L'aménagement intérieur était lui aussi d'un style sylvois assez bipolaire. Il y avait clairement un héritage traditionnelle dans l'ébénisterie, les tapisseries sur les murs, ou sur les fresques murales, mais le tout était élégamment marié dans un ameublement moderne : panneaux et lattes de bois ou encore des miroirs habillaient certains pans de mur, des rubans de LED serpentaient les couloirs pour fournir un éclairage tamisé, et des œuvres d'art modernes abstraite (que ce soit des cultures ou des peintures) ornaient les coins. Ces œuvres d'art, par ailleurs, attiraient l'attention. Elles étaient colorées, avec du caractère. S'il n'y avait de sens dans ce qui était représenté, ça l'était avec force. Les sculptures mêlaient spirales et pointes avec violence, et les peintures fusionnaient délicats brossages et brutaux coups de pinceaux.

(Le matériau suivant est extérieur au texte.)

// Copyright 2023 Twitter, Inc.
// Licensed under the Apache License, Version 2.0
// http://www.apache.org/licenses/LICENSE-2.0

use std::time::Duration;

/// Bound on a single stream operation.
///
/// `Indefinite` waits for readiness forever, `Immediate` fails with
/// `ErrorKind::TimedOut` if the operation is not ready right now, and
/// `Millis` waits up to the given number of milliseconds.
#[derive(Clone, Copy, Debug, PartialEq, Eq)]
pub enum Timeout {
    Indefinite,
    Immediate,
    Millis(u64),
}

impl Timeout {
    /// The value handed to `poll(2)`.
    pub(crate) fn poll_timeout(&self) -> libc::c_int {
        match self {
            Timeout::Indefinite => -1,
            Timeout::Immediate => 0,
            Timeout::Millis(ms) => (*ms).min(libc::c_int::MAX as u64) as libc::c_int,
        }
    }
}

impl From<Duration> for Timeout {
    fn from(d: Duration) -> Self {
        if d.is_zero() {
            Timeout::Immediate
        } else {
            Timeout::Millis(d.as_millis().max(1) as u64)
        }
    }
}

La délégation déboucha dans un grand salon, s'installant sur de confortables fauteuils autour d'une table. Une grande baie vitrée donnait sur le fleuve, et des plantes habillaient la pièce. L'air était frais et pourtant il n'y avait pas de climatisation, seulement un toit bien isolé et une aération bien pensée pour maintenir frais l'intérieur sans dépenser d'énergie.
Les majordomes mirent à disposition quelques boissons (non alcoolisées) allant de l'eau aux jus de fruits en passant par des thés. La Duchesse prit un verre de citron-annanas-orange et pris la parole.

-Il y a plusieurs points que je souhaiterais aborder durant cette réunion, à savoir l'ouverture d'échanges économiques, académiques, culturelles, et la facilitation de la circulation de nos citoyens entre nos deux nations.
Pour commencer avec les échanges académiques et la libre circulation, je souhaiterais savoir si la Maronhi accueille des étudiants et travailleurs étrangers. Le Duché de Sylva souhaite se constituer une main d'œuvre qualifiée et multiplie les partenariats dans ce sens. Il est bénéfique de confronter les ingénieurs à différentes façons de faire pour enrichir leur savoir-faire. C'est tout naturellement que cette demande serait réciproque. Le Duché de Sylva est tout à fait d'accord pour accueillir des travailleurs et académiciens, et encourager ses enseignants à voyager à l'étranger aussi.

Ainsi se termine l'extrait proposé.